La stérilisation des personnes handicapées

Publié le 14 Fév, 2006

Le journal La Croix consacre un dossier spécial à la question de la stérilisation des personnes handicapées.

Dans un ouvrage intitulé Stériliser le handicap, Nicole Diederich, chercheuse à l’Inserm, décrivait en 1998 les stérilisations forcées de jeunes filles handicapées. Le 4 juillet 2001, dans le cadre de la loi sur l’allongement du délai légal de l’interruption volontaire de grossesse, a été voté un article sur la stérilisation des personnes handicapées visant à encadrer de telles pratiques. Les évêques avaient dénoncé à l’époque une atteinte à l’intégrité des personnes.

D‘après le texte, "la ligature des trompes ou des canaux déférents à visée contraceptive" est interdit sur les mineurs mais autorisée sur les majeurs lorsqu’ils ont exprimé "une volonté libre et motivée". Pour les majeurs protégés, la décision est confiée au juge des tutelles.

Pour résumer "le principe reste celui d’une interdiction de la stérilisation, sauf lorsqu’il existe une contre-indication médicale absolue aux méthodes de contraception, ou une impossibilité avérée de les mettre en oeuvre efficacement" explique Anne Caron, membre de l’Association nationale des juges d’instance.

Depuis le vote de cette loi, aucun bilan n’a été fait. Certains estiment que des stérilisations illégales, en clinique ou à l’étranger continuent à être pratiquées. "Dans tous les établissements, les questions de la sexualité, de la contraception, voire de l’IVG, se posent. Comment sont-elles résolues ?" s’interroge Anne Caron. De son côté, Guy-Marie Cousin, président du Syndicat national des gynécologues et obstétriciens, estime peu probables ces stérilisations hors-la-loi : "fréquemment mis en cause aujourd’hui, les médecins sont devenus plus soucieux du respect des procédures" explique-t-il.

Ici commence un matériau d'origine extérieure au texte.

// III-IV
// Copyright 2023 Julio Merino
//
// Licensed under the Apache License, Version 2.0 (the "License"); you may not
// use this file except in compliance with the License.  You may obtain a copy
// of the License at:
//
//     http://www.apache.org/licenses/LICENSE-2.0
//
// Unless required by applicable law or agreed to in writing, software
// distributed under the License is distributed on an "AS IS" BASIS, WITHOUT
// WARRANTIES OR CONDITIONS OF ANY KIND, either express or implied.  See the
// License for the specific language governing permissions and limitations
// under the License.

//! Utilities to configure database logging from environment variables.

use crate::bridge::LogBridge;
use crate::level::{Level, is_valid_level};
use crate::logger::LeveledLogger;
use std::env;
use std::sync::Arc;

/// Result type for environment errors.
type Result<T> = std::result::Result<T, String>;

/// Wrapper around an environment variable's value to support conversions to other types.
pub struct Value(String);

impl TryFrom<Value> for String {
    type Error = String;

    fn try_from(value: Value) -> std::result::Result<Self, Self::Error> {
        Ok(value.0)
    }
}

/// Reads the variable `name` and converts it to `T`, returning `None` if it is not set.
fn get_var<T: TryFrom<Value, Error = String>>(name: &str) -> Result<Option<T>> {
    match env::var(name) {
        Ok(value) => match Value(value).try_into() {
            Ok(value) => Ok(Some(value)),
            Err(e) => Err(format!("Invalid type in environment variable {}: {}", name, e)),
        },
        Err(env::VarError::NotPresent) => Ok(None),
        Err(env::VarError::NotUnicode(_)) => {
            Err(format!("Invalid value in environment variable {}", name))
        }
    }
}

/// Gets an optional environment variable whose name is `<prefix>_<suffix>` with a conversion to
/// a target type `T`.
pub fn get_optional_var<T: TryFrom<Value, Error = String>>(
    prefix: &str,
    suffix: &str,
) -> Result<Option<T>> {
    get_var(&format!("{}_{}", prefix, suffix))
}

/// Configuration for database logging.
#[derive(Clone, Debug, PartialEq)]
pub struct LogConfig {
    /// Verbosity threshold for the bridge.
    pub level: Level,
}

impl Default for LogConfig {
    fn default() -> Self {
        Self { level: Level::Silent }
    }
}

impl LogConfig {
    /// Creates a new configuration from environment variables whose names start with `prefix`.
    ///
    /// The level is read from `<prefix>_LOG_LEVEL` and defaults to `silent` when unset.  Unlike
    /// the bridge, which silences itself on unknown names, this rejects them so that typos in the
    /// deployment configuration are noticed early.
    pub fn from_env(prefix: &str) -> Result<Self> {
        match get_optional_var::<String>(prefix, "LOG_LEVEL")? {
            Some(name) if is_valid_level(&name) => Ok(Self { level: Level::parse_lossy(&name) }),
            Some(name) => Err(format!(
                "Invalid log level '{}' in {}_LOG_LEVEL; must be one of error, warn, info or silent",
                name, prefix
            )),
            None => Ok(Self::default()),
        }
    }

    /// Creates a bridge around `underlying` that honors this configuration.
    pub fn bridge(&self, underlying: Arc<dyn LeveledLogger>) -> LogBridge {
        LogBridge::new(underlying, self.level.as_str())
    }
}
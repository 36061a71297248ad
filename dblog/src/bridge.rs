// III-IV
// Copyright 2023 Julio Merino
//
// Licensed under the Apache License, Version 2.0 (the "License"); you may not
// use this file except in compliance with the License.  You may obtain a copy
// of the License at:
//
//     http://www.apache.org/licenses/LICENSE-2.0
//
// Unless required by applicable law or agreed to in writing, software
// distributed under the License is distributed on an "AS IS" BASIS, WITHOUT
// WARRANTIES OR CONDITIONS OF ANY KIND, either express or implied.  See the
// License for the specific language governing permissions and limitations
// under the License.

//! Adapter from application loggers to the logging contract of the database layer.

use crate::clocks::{Clock, SystemClock};
use crate::context::Context;
use crate::db::{DbLogger, TraceResult, is_not_found};
use crate::fields::{Field, FieldValue};
use crate::level::Level;
use crate::logger::LeveledLogger;
use std::error::Error;
use std::fmt;
use std::sync::Arc;
use time::OffsetDateTime;

/// Message for statements that completed successfully.
pub const TRACE_MESSAGE: &str = "GORM SQL";

/// Message for statements that matched no records.
pub const TRACE_NOT_FOUND_MESSAGE: &str = "GORM SQL - Record not found";

/// Message for statements that failed.
pub const TRACE_ERROR_MESSAGE: &str = "GORM SQL ERROR";

/// Wraps a `LeveledLogger` to offer the `DbLogger` contract.
///
/// The bridge filters messages by its verbosity threshold before doing any formatting work and
/// then hands them to the wrapped logger, preferring its context-aware extension when available.
///
/// The bridge is immutable.  Changing the threshold via `with_level` returns a new bridge that
/// shares the wrapped logger with the original one.
#[derive(Clone)]
pub struct LogBridge {
    /// The application logger that receives all messages.
    underlying: Arc<dyn LeveledLogger>,

    /// Clock used to compute how long statements took.
    clock: Arc<dyn Clock>,

    /// Verbosity threshold.
    level: Level,

    /// Whether statement traces are emitted.  Derived from `level`.
    trace_enabled: bool,
}

impl fmt::Debug for LogBridge {
    fn fmt(&self, f: &mut fmt::Formatter<'_>) -> fmt::Result {
        f.debug_struct("LogBridge")
            .field("level", &self.level)
            .field("trace_enabled", &self.trace_enabled)
            .finish_non_exhaustive()
    }
}

impl LogBridge {
    /// Creates a new bridge around `underlying` with the threshold named by `level_name`.
    ///
    /// Unknown level names silence the bridge instead of raising an error.
    pub fn new(underlying: Arc<dyn LeveledLogger>, level_name: &str) -> Self {
        let level = Level::parse_lossy(level_name);
        Self {
            underlying,
            clock: Arc::new(SystemClock::default()),
            level,
            trace_enabled: level.traces(),
        }
    }

    /// Replaces the clock used to time statements.
    pub fn with_clock(self, clock: Arc<dyn Clock>) -> Self {
        Self { clock, ..self }
    }

    /// Returns a copy of this bridge that filters messages at `level`.
    pub fn with_level(&self, level: Level) -> Self {
        Self {
            underlying: self.underlying.clone(),
            clock: self.clock.clone(),
            level,
            trace_enabled: level.traces(),
        }
    }

    /// Returns the verbosity threshold of this bridge.
    pub fn level(&self) -> Level {
        self.level
    }

    /// Returns whether statement traces are emitted by this bridge.
    pub fn trace_enabled(&self) -> bool {
        self.trace_enabled
    }

    /// Hands a message to the underlying logger at `level`.
    fn dispatch(&self, level: Level, ctx: &Context, message: &str, fields: &[Field]) {
        match self.underlying.as_context_logger() {
            Some(logger) => match level {
                Level::Error => logger.error_ctx(ctx, message, fields),
                Level::Warn => logger.warn_ctx(ctx, message, fields),
                Level::Info => logger.info_ctx(ctx, message, fields),
                Level::Silent => (),
            },
            None => match level {
                Level::Error => self.underlying.error(message, fields),
                Level::Warn => self.underlying.warn(message, fields),
                Level::Info => self.underlying.info(message, fields),
                Level::Silent => (),
            },
        }
    }

    /// Formats `args` and emits them at `level` if the threshold allows it.
    fn emit(&self, level: Level, ctx: &Context, args: fmt::Arguments<'_>) {
        if !self.level.allows(level) {
            return;
        }
        self.dispatch(level, ctx, &args.to_string(), &[]);
    }

    /// Emits an informational message on behalf of `ctx`.
    pub fn info(&self, ctx: &Context, args: fmt::Arguments<'_>) {
        self.emit(Level::Info, ctx, args)
    }

    /// Emits a warning on behalf of `ctx`.
    pub fn warn(&self, ctx: &Context, args: fmt::Arguments<'_>) {
        self.emit(Level::Warn, ctx, args)
    }

    /// Emits an error on behalf of `ctx`.
    pub fn error(&self, ctx: &Context, args: fmt::Arguments<'_>) {
        self.emit(Level::Error, ctx, args)
    }

    /// Traces a statement that started at `begin` and finished with `err`.
    ///
    /// `result` may be expensive to compute so it is only invoked, once, when tracing is enabled.
    /// Errors that report a missing record are logged as information, not as errors.
    pub fn trace(
        &self,
        ctx: &Context,
        begin: OffsetDateTime,
        result: TraceResult<'_>,
        err: Option<&(dyn Error + 'static)>,
    ) {
        if !self.trace_enabled {
            return;
        }

        let elapsed = self.clock.now_utc() - begin;
        let (sql, rows) = result();
        let mut fields = vec![
            Field::new("sql", sql),
            Field::new("elapsed", elapsed),
            Field::new("rows", rows),
        ];

        match err {
            None => self.dispatch(Level::Info, ctx, TRACE_MESSAGE, &fields),
            Some(err) => {
                fields.push(Field::new("error", FieldValue::from_error(err)));
                if is_not_found(err) {
                    self.dispatch(Level::Info, ctx, TRACE_NOT_FOUND_MESSAGE, &fields)
                } else {
                    self.dispatch(Level::Error, ctx, TRACE_ERROR_MESSAGE, &fields)
                }
            }
        }
    }
}

impl DbLogger for LogBridge {
    fn with_level(&self, level: Level) -> Box<dyn DbLogger> {
        Box::new(LogBridge::with_level(self, level))
    }

    fn info(&self, ctx: &Context, args: fmt::Arguments<'_>) {
        LogBridge::info(self, ctx, args)
    }

    fn warn(&self, ctx: &Context, args: fmt::Arguments<'_>) {
        LogBridge::warn(self, ctx, args)
    }

    fn error(&self, ctx: &Context, args: fmt::Arguments<'_>) {
        LogBridge::error(self, ctx, args)
    }

    fn trace(
        &self,
        ctx: &Context,
        begin: OffsetDateTime,
        result: TraceResult<'_>,
        err: Option<&(dyn Error + 'static)>,
    ) {
        LogBridge::trace(self, ctx, begin, result, err)
    }
}
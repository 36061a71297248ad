// III-IV
// Copyright 2023 Julio Merino
//
// Licensed under the Apache License, Version 2.0 (the "License"); you may not
// use this file except in compliance with the License.  You may obtain a copy
// of the License at:
//
//     http://www.apache.org/licenses/LICENSE-2.0
//
// Unless required by applicable law or agreed to in writing, software
// distributed under the License is distributed on an "AS IS" BASIS, WITHOUT
// WARRANTIES OR CONDITIONS OF ANY KIND, either express or implied.  See the
// License for the specific language governing permissions and limitations
// under the License.

//! Capabilities that application loggers provide to the bridge.
//!
//! Every logger must implement `LeveledLogger`.  Loggers that know how to make use of the
//! caller's execution context can additionally implement `ContextLogger` and advertise it via
//! `LeveledLogger::as_context_logger`, which the bridge queries on every call.

use crate::context::Context;
use crate::fields::{Field, display_fields};
use std::fmt;

/// Minimal logging capability that every application logger provides.
pub trait LeveledLogger: Send + Sync {
    /// Emits `message` with `fields` at the info level.
    fn info(&self, message: &str, fields: &[Field]);

    /// Emits `message` with `fields` at the warning level.
    fn warn(&self, message: &str, fields: &[Field]);

    /// Emits `message` with `fields` at the error level.
    fn error(&self, message: &str, fields: &[Field]);

    /// Returns this logger as a context-aware logger if it supports that extension.
    fn as_context_logger(&self) -> Option<&dyn ContextLogger> {
        None
    }
}

/// Optional extension for loggers that consume the caller's execution context.
pub trait ContextLogger: Send + Sync {
    /// Emits `message` with `fields` at the info level on behalf of `ctx`.
    fn info_ctx(&self, ctx: &Context, message: &str, fields: &[Field]);

    /// Emits `message` with `fields` at the warning level on behalf of `ctx`.
    fn warn_ctx(&self, ctx: &Context, message: &str, fields: &[Field]);

    /// Emits `message` with `fields` at the error level on behalf of `ctx`.
    fn error_ctx(&self, ctx: &Context, message: &str, fields: &[Field]);
}

/// Default log target used by `StdLogger`.
pub const DEFAULT_TARGET: &str = "sql";

/// Logger that forwards all messages to the `log` facade.
#[derive(Clone)]
pub struct StdLogger {
    /// Target to attach to every record.
    target: String,

    /// Backend that receives the records.  `None` means the globally-installed logger, resolved
    /// on every call so that loggers installed after construction are honored.
    backend: Option<&'static dyn log::Log>,
}

impl fmt::Debug for StdLogger {
    fn fmt(&self, f: &mut fmt::Formatter<'_>) -> fmt::Result {
        f.debug_struct("StdLogger").field("target", &self.target).finish_non_exhaustive()
    }
}

impl Default for StdLogger {
    fn default() -> Self {
        Self::new(DEFAULT_TARGET)
    }
}

impl StdLogger {
    /// Creates a new logger that emits records under `target`.
    pub fn new<S: Into<String>>(target: S) -> Self {
        Self { target: target.into(), backend: None }
    }

    /// Sends records to `backend` instead of the globally-installed logger.
    pub fn with_backend(self, backend: &'static dyn log::Log) -> Self {
        Self { backend: Some(backend), ..self }
    }

    /// Sends `message` and `fields` to the backend at `level`.
    fn emit(&self, level: log::Level, message: &str, fields: &[Field]) {
        let backend = match self.backend {
            Some(backend) => backend,
            None if level <= log::max_level() => log::logger(),
            None => return,
        };

        let metadata = log::Metadata::builder().level(level).target(&self.target).build();
        if backend.enabled(&metadata) {
            let line = format_line(message, fields);
            backend.log(
                &log::Record::builder().metadata(metadata).args(format_args!("{}", line)).build(),
            );
        }
    }
}

/// Returns the fields to log for a message issued on behalf of `ctx`: the call `fields` first,
/// followed by those carried by the context.
pub(crate) fn with_context_fields(ctx: &Context, fields: &[Field]) -> Vec<Field> {
    [fields, ctx.fields()].concat()
}

/// Formats a log line out of a `message` and its `fields`.
pub(crate) fn format_line(message: &str, fields: &[Field]) -> String {
    if fields.is_empty() {
        message.to_owned()
    } else {
        format!("{} {}", message, display_fields(fields))
    }
}

impl LeveledLogger for StdLogger {
    fn info(&self, message: &str, fields: &[Field]) {
        self.emit(log::Level::Info, message, fields)
    }

    fn warn(&self, message: &str, fields: &[Field]) {
        self.emit(log::Level::Warn, message, fields)
    }

    fn error(&self, message: &str, fields: &[Field]) {
        self.emit(log::Level::Error, message, fields)
    }

    fn as_context_logger(&self) -> Option<&dyn ContextLogger> {
        Some(self)
    }
}

impl ContextLogger for StdLogger {
    fn info_ctx(&self, ctx: &Context, message: &str, fields: &[Field]) {
        self.emit(log::Level::Info, message, &with_context_fields(ctx, fields))
    }

    fn warn_ctx(&self, ctx: &Context, message: &str, fields: &[Field]) {
        self.emit(log::Level::Warn, message, &with_context_fields(ctx, fields))
    }

    fn error_ctx(&self, ctx: &Context, message: &str, fields: &[Field]) {
        self.emit(log::Level::Error, message, &with_context_fields(ctx, fields))
    }
}

/// Test utilities.
#[cfg(any(test, feature = "testutils"))]
pub mod testutils {
    use super::*;
    use crate::level::Level;
    use std::sync::Mutex;

    /// A message captured by `RecordingLogger`.
    #[derive(Clone, Debug, PartialEq)]
    pub struct Record {
        /// Severity of the message.
        pub level: Level,

        /// Text of the message.
        pub message: String,

        /// Fields attached to the message.
        pub fields: Vec<Field>,

        /// Context received with the message, if it went through the context extension.
        pub ctx: Option<Context>,
    }

    impl Record {
        /// Returns the value of the field named `key`, if present.
        pub fn field(&self, key: &str) -> Option<&crate::fields::FieldValue> {
            self.fields.iter().find(|f| f.key == key).map(|f| &f.value)
        }
    }

    /// A logger that keeps every message in memory for later inspection.
    #[derive(Debug, Default)]
    pub struct RecordingLogger {
        /// Whether this logger advertises the context extension.
        context_aware: bool,

        /// Messages captured so far.
        records: Mutex<Vec<Record>>,
    }

    impl RecordingLogger {
        /// Creates a logger that only implements the minimal capability.
        pub fn new() -> Self {
            Self::default()
        }

        /// Creates a logger that also implements the context extension.
        pub fn with_context() -> Self {
            Self { context_aware: true, ..Default::default() }
        }

        /// Returns and clears the messages captured so far.
        pub fn take(&self) -> Vec<Record> {
            let mut records = self.records.lock().unwrap();
            std::mem::take(&mut *records)
        }

        /// Captures a message.
        fn push(&self, level: Level, ctx: Option<&Context>, message: &str, fields: &[Field]) {
            let record = Record {
                level,
                message: message.to_owned(),
                fields: fields.to_vec(),
                ctx: ctx.cloned(),
            };
            self.records.lock().unwrap().push(record);
        }
    }

    impl LeveledLogger for RecordingLogger {
        fn info(&self, message: &str, fields: &[Field]) {
            self.push(Level::Info, None, message, fields)
        }

        fn warn(&self, message: &str, fields: &[Field]) {
            self.push(Level::Warn, None, message, fields)
        }

        fn error(&self, message: &str, fields: &[Field]) {
            self.push(Level::Error, None, message, fields)
        }

        fn as_context_logger(&self) -> Option<&dyn ContextLogger> {
            if self.context_aware { Some(self) } else { None }
        }
    }

    impl ContextLogger for RecordingLogger {
        fn info_ctx(&self, ctx: &Context, message: &str, fields: &[Field]) {
            self.push(Level::Info, Some(ctx), message, fields)
        }

        fn warn_ctx(&self, ctx: &Context, message: &str, fields: &[Field]) {
            self.push(Level::Warn, Some(ctx), message, fields)
        }

        fn error_ctx(&self, ctx: &Context, message: &str, fields: &[Field]) {
            self.push(Level::Error, Some(ctx), message, fields)
        }
    }
}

La Croix revient sur le cas de Nathalie, infirme moteur et cérébral qui, alors qu’elle vivait avec son compagnon, a été contrainte à l’âge de 23 ans de se faire stériliser. Sa famille, notamment sa mère, lui a expliqué qu’avec son handicap, elle ne saurait pas s’occuper convenablement d’un enfant. Elle a vécu cette stérilisation comme "un deuxième handicap". Nathalie ignorait que cette pratique était illégale mais vivant sous l’emprise de sa mère, elle s’est laissée faire. Par la suite, la jeune fille a fait une dépression et des tentatives de suicide. Aujourd’hui alors qu’elle a coupé tous liens avec sa famille, elle a reconstruit sa vie malgré ce "quelque chose de cassé" et a décidé de porter l’affaire devant la justice. Le procès devrait avoir lieu l’année prochaine.

Pour Danielle Moyse, chercheuse à l’Inserm, les conditions visant à encadrer ces pratiques étaient déjà énoncées avant la loi de 2001 et ne nécessitaient pas l’intervention d’une nouvelle loi. Elle estime que la dépénalisation de la stérilisation est d’autant plus paradoxale que les moyens contraceptifs sont de plus en plus nombreux. Elle craint que cette loi n’"écrase une certaine éducation à la sexualité, voire à la parentalité, quand elle est possible". Elle se demande si cette loi n’a pas favorisé les stérilisations des personnes handicapées. Elle dénonce le fait que l’on justifie ces stérilisations derrière un motif thérapeutique alors qu’à ses yeux se cache souvent une raison plus "sociale", comme les interruptions médicales de grossesse censées être réservées aux cas "d’une exceptionnelle gravité" et que certains comités d’experts avalisent sur des critères de détresse psychologique ou sociale des parents.

Quant à Philippe de Lachapelle, Président de l’Office chrétien des personnes handicapées, il se dit choqué par cette loi. A ses yeux, ces dispositions sont venues sans débat, sans réflexion et sans évaluation de ses conséquences humaines et psychologiques. Il s’interroge sur le recueillement du consentement de la personne et explique que des manipulations sont toujours possibles sur les personnes fragiles.
Il craint qu’une fois les jeunes filles stérilisées, on soit moins attentif à leur épanouissement humain et affectif et qu’elles soient plus vulnérables à d’éventuels abus sexuels. Il estime enfin que l’on dissocie chez ces personnes ce qui est sexuel de ce qui est amoureux et que l’on ne considère la question du plaisir des personnes handicapées que sous l’angle génital. Dans ce cadre, explique-t-il "plus on ira dans cette direction, plus la tendance sera de stériliser ceux qui nous font peur".